A cette occasion, on s'aperçut que les couches de vernis et les repeints masquaient une autre image. Et c'est alors que la brunette s'est métamorphosée en blonde. Le regard de la demoiselle est aussi devenu moins innocent et son décolleté, un peu plus avantageux. Prostituée, courtisane : qui était-elle ? On l'ignore. Mais une chose est sûre : durant son histoire, le tableau a été transformé pour répondre, selon Ashok Roy, "aux changements de goût d'une époque". L'ère victorienne, pudibonde, ne pouvait tolérer l'allure un brin délurée de la jeune femme. Une main anonyme s'est donc chargée, au xixe siècle, de la remettre dans le droit chemin. Plutôt que la brune, la National Gallery a toutefois préféré conserver la blonde.
La National Gallery acheta ce tableau en 1923 comme oeuvre Renaissance datant de la fin du xve siècle. Les armoiries, en haut à droite, accréditaient l'idée que ce Portrait Group (Portrait de groupe) représentait les Montefeltro, célèbre famille d'Urbino, et on s'en contenta, bien qu'aucun des trois personnages n'ait pu être identifié. Certains spécialistes s'étonnèrent tout de même de la présence d'un curieux vernis marron étalé à la surface de la toile, substance inconnue à l'époque. Mais la discussion en resta là. Et le tableau connut une vie de chef-d'oeuvre pendant près de trente ans.

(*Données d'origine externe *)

//! Scanner module for directory traversal and file hashing.
//!
//! This module provides functionality for:
//! - Multi-root directory walking using jwalk
//! - Content checksums from a selectable algorithm family
//! - Prefix-then-full file hashing
//! - Hardlink detection
//! - Unicode root normalization
//!
//! # Architecture
//!
//! The scanner is divided into submodules:
//! - [`walker`]: Directory traversal and candidate discovery
//! - [`checksum`]: Checksum algorithms and algorithm-tagged digests
//! - [`hasher`]: Streaming file hashing (prefix and full)
//! - [`hardlink`]: Inode tracking
//! - [`path_utils`]: Root normalization and overlap removal
//!
//! # Example
//!
//! ```no_run
//! use dupelint::scanner::{Walker, WalkerConfig};
//! use std::path::PathBuf;
//!
//! let config = WalkerConfig {
//!     min_size: Some(1024),
//!     skip_hidden: true,
//!     ..Default::default()
//! };
//!
//! let walker = Walker::new(vec![PathBuf::from(".")], config);
//! for entry in walker.walk() {
//!     match entry {
//!         Ok(file) => println!("{}: {} bytes", file.path.display(), file.size),
//!         Err(e) => eprintln!("Warning: {}", e),
//!     }
//! }
//! ```

pub mod checksum;
pub mod hardlink;
pub mod hasher;
pub mod path_utils;
pub mod walker;

use std::path::PathBuf;
use std::sync::Arc;
use std::time::SystemTime;

use serde::Serialize;

// Re-export main types
pub use checksum::{checksum_bytes, Checksum, ChecksumAlgorithm, Digest};
pub use hasher::{Hasher, DEFAULT_PREFIX_SIZE};
pub use walker::Walker;

/// A regular file discovered during the walk.
///
/// Immutable once discovered. `seq` is the zero-based discovery index
/// within one run and is only meaningful relative to other candidates
/// from the same run.
#[derive(Debug, Clone, PartialEq, Eq)]
pub struct FileCandidate {
    /// Path to the file
    pub path: PathBuf,
    /// File size in bytes
    pub size: u64,
    /// Last modification time
    pub modified: SystemTime,
    /// Discovery order within the run
    pub seq: usize,
}

impl FileCandidate {
    /// Create a new candidate.
    ///
    /// # Arguments
    ///
    /// * `path` - Path to the file
    /// * `size` - File size in bytes
    /// * `modified` - Last modification time
    #[must_use]
    pub fn new(path: PathBuf, size: u64, modified: SystemTime) -> Self {
        Self {
            path,
            size,
            modified,
            seq: 0,
        }
    }

    /// Set the discovery index.
    #[must_use]
    pub fn with_seq(mut self, seq: usize) -> Self {
        self.seq = seq;
        self
    }
}

/// Configuration for directory walking.
///
/// Controls filtering, symlink handling, and other walk behavior.
#[derive(Debug, Clone, Default)]
pub struct WalkerConfig {
    /// Follow symbolic links during traversal.
    pub follow_symlinks: bool,

    /// Skip hidden files and directories (names starting with `.`).
    pub skip_hidden: bool,

    /// Minimum file size to include (in bytes).
    pub min_size: Option<u64>,

    /// Maximum file size to include (in bytes).
    pub max_size: Option<u64>,

    /// Maximum recursion depth below each root (`None` for unlimited).
    pub max_depth: Option<usize>,

    /// Glob patterns to ignore (gitignore-style).
    /// These are applied in addition to any .gitignore file at a root.
    pub ignore_patterns: Vec<String>,

    /// Report every directory entry of a hardlinked inode instead of
    /// only the first one.
    pub keep_hardlinks: bool,

    /// Include zero-byte files.
    pub include_empty: bool,
}

impl WalkerConfig {
    /// Set the maximum depth.
    #[must_use]
    pub fn with_max_depth(mut self, depth: Option<usize>) -> Self {
        self.max_depth = depth;
        self
    }

    /// Set the ignore patterns.
    #[must_use]
    pub fn with_ignore_patterns(mut self, patterns: Vec<String>) -> Self {
        self.ignore_patterns = patterns;
        self
    }

    /// Keep hardlinked entries.
    #[must_use]
    pub fn with_keep_hardlinks(mut self, keep: bool) -> Self {
        self.keep_hardlinks = keep;
        self
    }

    /// Include zero-byte files.
    #[must_use]
    pub fn with_include_empty(mut self, include: bool) -> Self {
        self.include_empty = include;
        self
    }

    /// Check whether a size passes the min/max filters.
    #[must_use]
    pub fn accepts_size(&self, size: u64) -> bool {
        if size == 0 && !self.include_empty {
            return false;
        }
        if self.min_size.is_some_and(|min| size < min) {
            return false;
        }
        if self.max_size.is_some_and(|max| size > max) {
            return false;
        }
        true
    }
}

/// Errors that can occur during directory scanning.
///
/// These are non-fatal: they are collected as warnings and the
/// run continues (unless strict mode is enabled).
#[derive(thiserror::Error, Debug, Clone)]
pub enum ScanError {
    /// Permission was denied when accessing a file or directory.
    #[error("Permission denied: {0}")]
    PermissionDenied(PathBuf),

    /// The specified path was not found.
    #[error("Path not found: {0}")]
    NotFound(PathBuf),

    /// The specified root is not a directory.
    #[error("Not a directory: {0}")]
    NotADirectory(PathBuf),

    /// An I/O error occurred while accessing a file.
    #[error("I/O error for {path}: {source}")]
    Io {
        /// Path where the error occurred
        path: PathBuf,
        /// The underlying I/O error
        #[source]
        source: Arc<std::io::Error>,
    },

    /// Hashing a candidate failed.
    #[error(transparent)]
    Hash(#[from] HashError),
}

impl ScanError {
    /// Path the error refers to.
    #[must_use]
    pub fn path(&self) -> Option<&std::path::Path> {
        match self {
            Self::PermissionDenied(p) | Self::NotFound(p) | Self::NotADirectory(p) => Some(p),
            Self::Io { path, .. } => Some(path),
            Self::Hash(e) => e.path(),
        }
    }

    /// Build a scan error from an I/O error, classifying common kinds.
    #[must_use]
    pub fn from_io(path: PathBuf, error: std::io::Error) -> Self {
        match error.kind() {
            std::io::ErrorKind::PermissionDenied => Self::PermissionDenied(path),
            std::io::ErrorKind::NotFound => Self::NotFound(path),
            _ => Self::Io {
                path,
                source: Arc::new(error),
            },
        }
    }
}

/// Errors that can occur during file hashing.
#[derive(thiserror::Error, Debug, Clone)]
pub enum HashError {
    /// The specified file was not found.
    #[error("File not found: {0}")]
    NotFound(PathBuf),

    /// Permission was denied when reading the file.
    #[error("Permission denied: {0}")]
    PermissionDenied(PathBuf),

    /// An I/O error occurred while reading the file.
    #[error("I/O error for {path}: {source}")]
    Io {
        /// Path where the error occurred
        path: PathBuf,
        /// The underlying I/O error
        #[source]
        source: Arc<std::io::Error>,
    },

    /// Hashing was abandoned because the run was cancelled.
    #[error("Hashing cancelled: {0}")]
    Cancelled(PathBuf),
}

impl HashError {
    /// Path the error refers to.
    #[must_use]
    pub fn path(&self) -> Option<&std::path::Path> {
        match self {
            Self::NotFound(p) | Self::PermissionDenied(p) | Self::Cancelled(p) => Some(p),
            Self::Io { path, .. } => Some(path),
        }
    }

    /// Build a hash error from an I/O error, classifying common kinds.
    #[must_use]
    pub fn from_io(path: &std::path::Path, error: std::io::Error) -> Self {
        match error.kind() {
            std::io::ErrorKind::NotFound => Self::NotFound(path.to_path_buf()),
            std::io::ErrorKind::PermissionDenied => Self::PermissionDenied(path.to_path_buf()),
            _ => Self::Io {
                path: path.to_path_buf(),
                source: Arc::new(error),
            },
        }
    }

    /// Whether this error was caused by cancellation rather than I/O.
    #[must_use]
    pub fn is_cancelled(&self) -> bool {
        matches!(self, Self::Cancelled(_))
    }
}

/// A non-fatal problem recorded during a run and attached to the summary.
#[derive(Debug, Clone, PartialEq, Eq, Serialize)]
pub struct Warning {
    /// Path the warning refers to, if any
    pub path: Option<PathBuf>,
    /// Human-readable description
    pub message: String,
}

impl Warning {
    /// Create a warning that is not tied to a path.
    #[must_use]
    pub fn general(message: impl Into<String>) -> Self {
        Self {
            path: None,
            message: message.into(),
        }
    }
}

impl From<&ScanError> for Warning {
    fn from(err: &ScanError) -> Self {
        Self {
            path: err.path().map(std::path::Path::to_path_buf),
            message: err.to_string(),
        }
    }
}

impl std::fmt::Display for Warning {
    fn fmt(&self, f: &mut std::fmt::Formatter<'_>) -> std::fmt::Result {
        f.write_str(&self.message)
    }
}
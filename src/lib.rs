//! dupelint - streaming duplicate file finder
//!
//! Walks one or more directory trees, narrows candidates by size and by a
//! checksum of the first bytes, confirms duplicates with a full-content
//! checksum, and delivers each duplicate set to subscribers as soon as it
//! is resolved.
//!
//! The library entry points are [`duplicates::DuplicateFinder`] and
//! [`emitter::Emitter`]; [`run_app`] and [`scan`] wire them to the
//! command line and to the writers in [`output`].

pub mod cli;
pub mod config;
pub mod duplicates;
pub mod emitter;
pub mod error;
pub mod logging;
pub mod output;
pub mod progress;
pub mod scanner;
pub mod signal;

use std::io::{self, BufWriter, IsTerminal, Write};
use std::path::PathBuf;
use std::sync::Arc;
use std::thread;

use anyhow::{anyhow, Context};
use yansi::Paint;

use crate::cli::{Cli, Commands, OutputFormat};
use crate::config::{AppConfig, ConfigError};
use crate::duplicates::DuplicateFinder;
use crate::emitter::Emitter;
use crate::error::ExitCode;
use crate::output::{CsvReport, JsonReport, Report, TextReport};
use crate::progress::Progress;
use crate::scanner::ChecksumAlgorithm;
use crate::signal::ShutdownHandler;

/// Run the command described by `cli`.
///
/// # Errors
///
/// Returns configuration, engine and output errors. A cancelled run
/// surfaces as [`duplicates::FinderError::Cancelled`].
pub fn run_app(cli: Cli) -> anyhow::Result<ExitCode> {
    logging::init_logging(cli.verbose, cli.quiet);

    if cli.no_color || !io::stdout().is_terminal() {
        yansi::disable();
    }

    match &cli.command {
        Commands::Algorithms => {
            print_algorithms(&mut io::stdout().lock())?;
            Ok(ExitCode::Success)
        }
        Commands::Scan(args) => {
            let config = AppConfig::load(cli.config.as_deref())
                .context("Failed to load configuration")?
                .apply_scan_args(args);
            log::debug!("Effective configuration: {:?}", config);

            let show_progress =
                args.output == OutputFormat::Text && !cli.quiet && io::stderr().is_terminal();
            let out = BufWriter::new(io::stdout());
            scan(&config, args.paths.clone(), args.output, show_progress, out)
        }
    }
}

fn print_algorithms(out: &mut impl Write) -> io::Result<()> {
    for algorithm in ChecksumAlgorithm::ALL {
        let marker = if algorithm == ChecksumAlgorithm::default() {
            " (default)"
        } else {
            ""
        };
        let kind = if algorithm.is_cryptographic() {
            "cryptographic"
        } else {
            "non-cryptographic"
        };
        writeln!(
            out,
            "{} {:>3} bits  {}{}",
            format!("{:<8}", algorithm.name()).bold(),
            algorithm.digest_len() * 8,
            kind,
            marker
        )?;
    }
    Ok(())
}

fn report_for<'a, W>(format: OutputFormat, out: W) -> Box<dyn Report + 'a>
where
    W: Write + Send + 'a,
{
    match format {
        OutputFormat::Text => Box::new(TextReport::new(out)),
        OutputFormat::Json => Box::new(JsonReport::new(out)),
        OutputFormat::Csv => Box::new(CsvReport::new(out)),
    }
}

/// Scan `roots` and write the report in `format` to `out`.
///
/// The engine runs on its own thread and feeds a bounded queue sized by
/// `config.queue_capacity`; the report is written from the calling thread.
///
/// # Errors
///
/// Returns an error if the configuration is invalid, the run fails, or
/// the report cannot be written.
pub fn scan<W>(
    config: &AppConfig,
    roots: Vec<PathBuf>,
    format: OutputFormat,
    show_progress: bool,
    out: W,
) -> anyhow::Result<ExitCode>
where
    W: Write + Send,
{
    if roots.is_empty() {
        return Err(ConfigError::NoRoots.into());
    }
    let shutdown = match signal::install_handler() {
        Ok(handler) => handler,
        Err(e) => {
            log::warn!("{}; Ctrl+C will terminate immediately", e);
            ShutdownHandler::new()
        }
    };

    let mut finder_config = config
        .to_finder_config()
        .context("Invalid configuration")?
        .with_shutdown_flag(shutdown.flag());
    if show_progress {
        finder_config = finder_config.with_progress_callback(Arc::new(Progress::new(false)));
    }
    let finder = DuplicateFinder::new(finder_config);

    let (subscriber, receiver) = emitter::channel(config.queue_capacity, config.overflow);
    let emitter = Emitter::new().with_subscriber(subscriber);
    let mut report = report_for(format, out);

    let (outcome, result) = thread::scope(|s| {
        // the emitter moves into the engine thread so the queue closes when it exits
        let engine = s.spawn(move || finder.run(roots, &emitter));
        let outcome = receiver.forward_to(report.as_mut());
        engine
            .join()
            .map(|result| (outcome, result))
            .map_err(|_| anyhow!("Scan thread panicked"))
    })?;

    report.finish().context("Failed to write report")?;
    let summary = result?;

    // the queued outcome carries warnings added by the queue itself
    let exit_code = match outcome.as_deref() {
        Some(Ok(queued)) => ExitCode::from_summary(queued),
        _ => ExitCode::from_summary(&summary),
    };
    log::info!("{}", summary.message());
    Ok(exit_code)
}
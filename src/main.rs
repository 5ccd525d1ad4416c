//! dupelint - streaming duplicate file finder
//!
//! Entry point for the dupelint CLI application.

use clap::Parser;
use dupelint::{
    cli::Cli,
    error::{ExitCode, StructuredError},
};

fn main() {
    let cli = Cli::parse();
    let json_errors = cli.json_errors;

    match dupelint::run_app(cli) {
        Ok(code) => std::process::exit(code.as_i32()),
        Err(err) => {
            let exit_code = ExitCode::from_error(&err);

            if json_errors {
                let structured = StructuredError::new(&err, exit_code);
                if let Ok(json) = serde_json::to_string_pretty(&structured) {
                    eprintln!("{}", json);
                } else {
                    eprintln!("[{}] Error: {:#}", exit_code.code_prefix(), err);
                }
            } else {
                eprintln!("[{}] Error: {:#}", exit_code.code_prefix(), err);
            }

            std::process::exit(exit_code.as_i32());
        }
    }
}
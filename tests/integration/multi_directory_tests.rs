use dupelint::duplicates::{DuplicateFinder, FinderError};
use std::fs::{self, File};
use std::io::Write;
use std::path::PathBuf;
use tempfile::tempdir;

fn write(path: PathBuf, content: &[u8]) {
    File::create(path).unwrap().write_all(content).unwrap();
}

#[test]
fn test_scan_two_non_overlapping_directories() {
    let dir1 = tempdir().unwrap();
    let dir2 = tempdir().unwrap();
    write(dir1.path().join("a.txt"), b"dup");
    write(dir2.path().join("b.txt"), b"dup");

    let finder = DuplicateFinder::default();
    let (sets, summary) = finder
        .find(vec![dir1.path().to_path_buf(), dir2.path().to_path_buf()])
        .unwrap();

    assert_eq!(sets.len(), 1);
    assert_eq!(sets[0].len(), 2);
    assert_eq!(summary.total_files, 2);
    assert_eq!(summary.roots.len(), 2);
}

#[test]
fn test_nested_root_is_walked_once() {
    let dir = tempdir().unwrap();
    let sub = dir.path().join("sub");
    fs::create_dir(&sub).unwrap();
    write(dir.path().join("a.txt"), b"content");
    write(sub.join("b.txt"), b"content");

    let finder = DuplicateFinder::default();
    let (sets, summary) = finder
        .find(vec![sub.clone(), dir.path().to_path_buf()])
        .unwrap();

    assert_eq!(summary.total_files, 2);
    assert_eq!(summary.roots.len(), 1);
    assert_eq!(sets.len(), 1);
    assert_eq!(sets[0].len(), 2);
}

#[test]
fn test_scan_same_path_twice() {
    let dir = tempdir().unwrap();
    write(dir.path().join("a.txt"), b"content");

    let finder = DuplicateFinder::default();
    let (sets, summary) = finder
        .find(vec![dir.path().to_path_buf(), dir.path().to_path_buf()])
        .unwrap();

    assert_eq!(summary.total_files, 1);
    assert!(sets.is_empty());
}

#[test]
fn test_cross_directory_duplicate_detection() {
    let dirs: Vec<_> = (0..3).map(|_| tempdir().unwrap()).collect();
    for (i, dir) in dirs.iter().enumerate() {
        write(dir.path().join(format!("{i}.txt")), b"triple");
    }

    let finder = DuplicateFinder::default();
    let (sets, summary) = finder
        .find(dirs.iter().map(|d| d.path().to_path_buf()).collect())
        .unwrap();

    assert_eq!(sets.len(), 1);
    assert_eq!(sets[0].len(), 3);
    assert_eq!(summary.total_files, 3);
}

#[test]
fn test_first_root_wins_discovery_order() {
    let first = tempdir().unwrap();
    let second = tempdir().unwrap();
    write(first.path().join("z.txt"), b"ordered");
    write(second.path().join("a.txt"), b"ordered");

    let config = dupelint::duplicates::FinderConfig::default()
        .with_original_policy(dupelint::duplicates::OriginalPolicy::FirstDiscovered);
    let (sets, _) = DuplicateFinder::new(config)
        .find(vec![first.path().to_path_buf(), second.path().to_path_buf()])
        .unwrap();

    assert!(sets[0].original().path.ends_with("z.txt"));
    assert_eq!(sets[0].id, 0);
}

#[test]
fn test_missing_root_is_a_warning() {
    let dir = tempdir().unwrap();
    write(dir.path().join("a.txt"), b"dup");
    write(dir.path().join("b.txt"), b"dup");
    let missing = dir.path().join("does-not-exist");

    let finder = DuplicateFinder::default();
    let (sets, summary) = finder
        .find(vec![missing.clone(), dir.path().to_path_buf()])
        .unwrap();

    assert_eq!(sets.len(), 1);
    assert_eq!(summary.warnings.len(), 1);
    assert_eq!(summary.warnings[0].path.as_deref(), Some(missing.as_path()));
}

#[test]
fn test_all_roots_missing_fails() {
    let dir = tempdir().unwrap();
    let missing = dir.path().join("gone");
    let file = dir.path().join("file.txt");
    write(file.clone(), b"not a directory");

    let finder = DuplicateFinder::default();
    let err = finder.find(vec![missing, file]).unwrap_err();

    assert!(matches!(err, FinderError::NoAccessibleRoots(ref roots) if roots.len() == 2));
}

La roue tourne au début des années 1950, quand les auteurs d'un catalogue, recensant les oeuvres italiennes du musée, commencent à émettre des doutes sur son authenticité. Ces soupçons furent confirmés, en 1966, par une historienne du costume, qui démontra que les vêtements portés par les trois modèles relevaient tout à la fois de l'anachronisme et de la fantaisie. Ainsi, la coiffe de l'homme, au premier plan, puisait-elle son inspiration dans la mode féminine des années 1910. La supercherie éclata définitivement en 1996. Les analyses scientifiques menées alors (chromatolgraphie, rayons X et infrarouges) purent établir qu'il s'agissait bel et bien d'un faux. L'auteur du tableau avait utilisé plusieurs pigments, tels le bleu cobalt ou le jaune cadmium, qui ne sont apparus qu'au xixe siècle. Et il l'a parachevé en appliquant des couches d'un vernis particulier qui, provoquant artificiellement craquelures et assombrissement, lui ont donné la patine du temps.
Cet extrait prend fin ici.